Dengan perasaan kecewa dan marah, Vara memaksakan diri untuk pergi ke rumah sakit. Biar saja Ganesh terkejut dengan kedatangan Vara, atau merasa bersalah, atau marah sekalian.
Vara tiba di depan pintu ruang rawat inap Ganesh, kemudian mengambil napas dalam-dalam sebelum membuka pintu. Meski Vara marah, tetapi dia tetap membawakan buket buah untuk Ganesh. Vara ingin bersikap polos.
“Vara? Kamu di sini?”
Itu adalah kalimat pertama Ganesh saat Vara mendekati ranjangnya dengan senyum manis. Tidak ada yang menemani Ganesh ketika itu. Jadi, Vara menaruh paket buahnya ke atas nakas dan duduk dengan tenang di depan Ganesh yang masih memandangnya dengan mata melebar.
“Kenapa? Aku nggak boleh jenguk calon suami aku?” Vara melirik tangan kiri Ganesh yang di gip. Kening cowok itu diperban, dagunya baret hingga ke pipi, dan sudut bibirnya tampak robek mengerikan. Hati Vara sakit saat melihat keadaan Ganesh, melunturkan kemarahannya.
“Aku udah boleh pulang nanti sore,” balas Ganesh lagi, mengalihkan pertanyaan Vara. “Cuma patah ringan kok, dua tiga minggu juga udah sembuh.”
“Terus, kapan kamu punya rencana buat ngasih tahu aku? Tiga minggu lagi?” Vara berujar dengan nada sinis, sengaja. “Atau kamu bahkan nggak ada niatan buat kasih tahu aku dan nanggung semuanya seorang diri? Kamu anggep aku ini apa sebenernya?”

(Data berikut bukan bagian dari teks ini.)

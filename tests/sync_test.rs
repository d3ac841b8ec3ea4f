//! Two peers sharing a game through the in-memory room store.

use cardtoe::{
    Color, MemoryRoomStore, Mode, MoveOutcome, Phase, RematchOutcome, RemotePeer, RoomRecord,
    RoomStatus, RoomStore, Seat, Session, Snapshot, SyncError, choose_move, has_any_legal_move,
    rematch_starter, session_from_payload,
};
use rand::SeedableRng;
use rand::rngs::StdRng;
use std::sync::Arc;
use std::time::Duration;

type Peer = RemotePeer<MemoryRoomStore>;

async fn connected(seed: u64) -> (Arc<MemoryRoomStore>, Peer, Peer, String) {
    let store = Arc::new(MemoryRoomStore::new());
    let mut host = RemotePeer::new(store.clone(), "Ada".to_string());
    let mut guest = RemotePeer::new(store.clone(), "Grace".to_string());
    let room_id = host.host(&mut StdRng::seed_from_u64(seed), 10).await.unwrap();
    guest.join(&room_id).await.unwrap();
    assert_eq!(host.wait_for_guest().await.unwrap(), "Grace");
    (store, host, guest, room_id)
}

fn on_move<'a>(host: &'a mut Peer, guest: &'a mut Peer) -> &'a mut Peer {
    match host.session().current_turn() {
        Color::Green => host,
        Color::Red => guest,
    }
}

/// One heuristic move, or a pass when stuck.
async fn step(peer: &mut Peer) -> MoveOutcome {
    let session = peer.session().clone();
    let turn = session.current_turn();
    let decks = session.decks();
    if !has_any_legal_move(session.board(), decks.get(turn)) {
        return peer.pass_turn().await.unwrap();
    }
    let choice = choose_move(
        session.board(),
        decks.get(turn).cards(),
        decks.get(turn.opponent()).cards(),
    )
    .unwrap();
    peer.submit_move(choice.index, &choice.card_id).await.unwrap()
}

fn in_sync(a: &Peer, b: &Peer) -> bool {
    Snapshot::capture(a.session()) == Snapshot::capture(b.session())
}

#[tokio::test]
async fn test_host_and_guest_share_initial_state() {
    let (store, host, guest, room_id) = connected(1).await;
    assert_eq!(host.seat(), Some(Seat::Host));
    assert_eq!(guest.seat(), Some(Seat::Guest));
    assert_eq!(host.session().remote_name(), Some("Grace"));
    assert_eq!(guest.session().remote_name(), Some("Ada"));
    assert_eq!(guest.session().mode(), Mode::Remote { local_color: Color::Red });
    assert!(in_sync(&host, &guest));

    let record = store.get_room(&room_id).await.unwrap().unwrap();
    assert_eq!(record.status, RoomStatus::Active);
    assert_eq!(record.guest_name.as_deref(), Some("Grace"));
}

#[tokio::test]
async fn test_move_reaches_other_peer_and_echo_is_ignored() {
    let (_store, mut host, mut guest, _) = connected(2).await;
    host.drain().unwrap();
    guest.drain().unwrap();

    let mover_is_host = host.session().current_turn() == Color::Green;
    step(on_move(&mut host, &mut guest)).await;

    let (mover, watcher) = if mover_is_host {
        (&mut host, &mut guest)
    } else {
        (&mut guest, &mut host)
    };
    assert!(!mover.drain().unwrap(), "own echo must not change state");
    assert!(watcher.drain().unwrap());
    assert!(!watcher.drain().unwrap());
    assert!(in_sync(&host, &guest));
}

#[tokio::test]
async fn test_apply_is_idempotent() {
    let (store, mut host, mut guest, room_id) = connected(3).await;
    let mover_is_host = host.session().current_turn() == Color::Green;
    step(on_move(&mut host, &mut guest)).await;
    let record = store.get_room(&room_id).await.unwrap().unwrap();

    let watcher = if mover_is_host { &mut guest } else { &mut host };
    assert!(watcher.apply(&record).unwrap());
    let after_first = watcher.session().clone();
    assert!(!watcher.apply(&record).unwrap());
    assert_eq!(watcher.session(), &after_first);
    assert!(!watcher.drain().unwrap());
    assert_eq!(watcher.session(), &after_first);
}

#[tokio::test]
async fn test_wrong_peer_cannot_move() {
    let (_store, mut host, mut guest, _) = connected(4).await;
    let waiting = match host.session().current_turn() {
        Color::Green => &mut guest,
        Color::Red => &mut host,
    };
    let color = waiting.seat().unwrap().color();
    let card = format!("{}-1-1", color);
    let before = waiting.session().clone();
    assert!(matches!(waiting.submit_move(0, &card).await, Err(SyncError::Move(_))));
    assert_eq!(waiting.session(), &before);
}

#[tokio::test]
async fn test_failed_publish_rolls_back() {
    let (store, mut host, mut guest, _) = connected(5).await;
    let mover = on_move(&mut host, &mut guest);
    let before = mover.session().clone();

    store.set_offline(true);
    let color = mover.session().current_turn();
    let result = mover.submit_move(0, &format!("{}-3-1", color)).await;
    assert!(matches!(result, Err(SyncError::Store(_))));
    assert_eq!(mover.session(), &before);

    store.set_offline(false);
    assert!(mover.submit_move(0, &format!("{}-3-1", color)).await.is_ok());
}

#[tokio::test]
async fn test_join_refusals() {
    let (store, _host, _guest, room_id) = connected(6).await;

    let mut late = RemotePeer::new(store.clone(), "Late".to_string());
    assert!(matches!(late.join(&room_id).await, Err(SyncError::RoomFull(_))));
    assert!(matches!(late.join("123").await, Err(SyncError::RoomNotFound(_))));

    let mut finished = RoomRecord::waiting("Old", Snapshot::capture(&Session::new(Mode::Local)));
    finished.status = RoomStatus::Finished;
    store.create_room("654321", finished).await.unwrap();
    assert!(matches!(late.join("654321").await, Err(SyncError::RoomNotJoinable(_))));
    assert_eq!(late.room_id(), None);
}

#[tokio::test]
async fn test_host_cancel_deletes_room() {
    let (store, mut host, mut guest, room_id) = connected(7).await;
    guest.drain().unwrap();

    guest.cancel().await;
    assert_eq!(store.room_count().unwrap(), 1);

    host.cancel().await;
    assert_eq!(store.room_count().unwrap(), 0);
    assert!(store.get_room(&room_id).await.unwrap().is_none());
    assert_eq!(host.room_id(), None);
    assert!(matches!(host.publish().await, Err(SyncError::NotRemote)));
}

#[tokio::test]
async fn test_host_cancels_while_waiting_for_guest() {
    let store = Arc::new(MemoryRoomStore::new());
    let mut host = RemotePeer::new(store.clone(), "Ada".to_string());
    let room_id = host.host(&mut StdRng::seed_from_u64(11), 10).await.unwrap();
    let waiting = store.get_room(&room_id).await.unwrap().unwrap();
    assert_eq!(waiting.status, RoomStatus::Waiting);

    let wait = tokio::time::timeout(Duration::from_millis(20), host.wait_for_guest()).await;
    assert!(wait.is_err(), "nobody joined, so waiting should time out");

    host.cancel().await;
    assert!(store.get_room(&room_id).await.unwrap().is_none());
    assert_eq!(host.room_id(), None);

    let mut guest = RemotePeer::new(store, "Grace".to_string());
    assert!(matches!(guest.join(&room_id).await, Err(SyncError::RoomNotFound(_))));
}

#[tokio::test]
async fn test_cancel_tolerates_room_already_gone() {
    let (store, mut host, mut guest, room_id) = connected(8).await;
    store.delete_room(&room_id).await.unwrap();
    host.cancel().await;
    assert!(matches!(guest.drain(), Err(SyncError::RoomNotFound(_))));
}

#[tokio::test]
async fn test_full_game_and_rematch_stay_in_sync() {
    let (_store, mut host, mut guest, _) = connected(9).await;

    for _ in 0..64 {
        host.drain().unwrap();
        guest.drain().unwrap();
        if host.session().phase() == Phase::Ended {
            break;
        }
        step(on_move(&mut host, &mut guest)).await;
    }
    assert_eq!(host.session().phase(), Phase::Ended);
    assert_eq!(guest.session().phase(), Phase::Ended);
    assert!(in_sync(&host, &guest));
    assert_eq!(host.session().scores().total(), 1);

    let mut rng = StdRng::seed_from_u64(0);
    assert_eq!(host.rematch(&mut rng).await.unwrap(), RematchOutcome::Waiting);
    guest.drain().unwrap();
    let expected = rematch_starter(1);
    assert_eq!(
        guest.rematch(&mut rng).await.unwrap(),
        RematchOutcome::Started(expected)
    );
    host.drain().unwrap();

    assert_eq!(host.session().phase(), Phase::Active);
    assert_eq!(host.session().current_turn(), expected);
    assert_eq!(host.session().scores().total(), 1);
    assert!(in_sync(&host, &guest));
}

#[tokio::test]
async fn test_emote_reaches_peer() {
    let (_store, mut host, mut guest, _) = connected(10).await;
    guest.send_emote("good luck").await.unwrap();
    host.drain().unwrap();
    assert_eq!(host.session().emotes().get(Color::Red), Some("good luck"));
}

#[test]
fn test_legacy_payload_round_trip() {
    let mut session = Session::new(Mode::Local);
    session.start(Color::Red);
    session.submit_move(6, "red-2-1").unwrap();
    session.submit_move(6, "green-3-2").unwrap();

    let snapshot = Snapshot::capture(&session);
    let payload = snapshot.to_legacy_payload().unwrap();
    let (restored, error) = session_from_payload(&payload, Mode::Local);
    assert!(error.is_none());
    assert_eq!(Snapshot::capture(&restored), snapshot);
    assert!(restored.board().is_locked(6));
    assert_eq!(restored.current_turn(), Color::Red);
}

#[test]
fn test_snapshot_uses_shared_field_names() {
    let mut session = Session::new(Mode::Local);
    session.start(Color::Green);
    session.submit_move(0, "green-4-1").unwrap();
    let json = serde_json::to_value(Snapshot::capture(&session)).unwrap();
    assert_eq!(json["currentPlayer"], "red");
    assert_eq!(json["gameActive"], true);
    assert_eq!(json["board"][0], 4);
    assert_eq!(json["board"][1], "");
    assert_eq!(json["storedCellColors"][0], "green");
    assert_eq!(json["playerDecks"]["green"][6]["used"], true);
}

#[test]
fn test_malformed_payload_starts_fresh() {
    for payload in ["%%%", "bm90IGpzb24=", ""] {
        let (session, error) = session_from_payload(payload, Mode::Local);
        assert!(error.is_some(), "payload {:?} should be rejected", payload);
        assert_eq!(session.phase(), Phase::Idle);
        assert_eq!(session.board().occupied_count(), 0);
    }
}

“Maaf,” kata Ganesh, akhirnya, dengan nada bersalah dan kepala tertunduk. “Aku cuma nggak mau kamu khawatir dan langsung dateng ke sini ninggalin kerjaan kamu, padahal lukaku enggak seberapa.”
“Nggak seberapa, katamu?” Vara menahan suaranya agar tidak meninggi. “Kamu jatuh terguling dan nyaris mati, Ganesh. Dan kamu nggak mau kasih kabar? Egois banget. Kamu anggep aku apa?”
Ganesh mengangkat kepala dan bersitatap dengan mata sang kekasih. Dia mengusap punggung tangan Vara, mencoba menenangkan. “Aku berencana kasih tahu kamu setelah dibolehin pulang nanti sore. Vara, aku nggak bermaksud buat nyimpen ini sendirian.”
Vara mengibaskan tangan Ganesh. Dia mengalihkan wajah, menahan air matanya agar tidak tumpah. Dia mengambil napas dalam-dalam. “Aku pengin jadi pasangan yang bisa kamu andalkan dalam keadaan apa pun.” Kali ini Vara menatap Ganesh. Matanya memerah. “Aku pengin jadi orang pertama yang tahu keadaan kamu, Ganesh. Aku juga pengin jadi orang pertama yang kamu hubungi di keadaan bahagia maupun sedih.” Vara sudah tidak bisa membendung air matanya yang jatuh. “Apa kamu bisa ngelakuin itu?”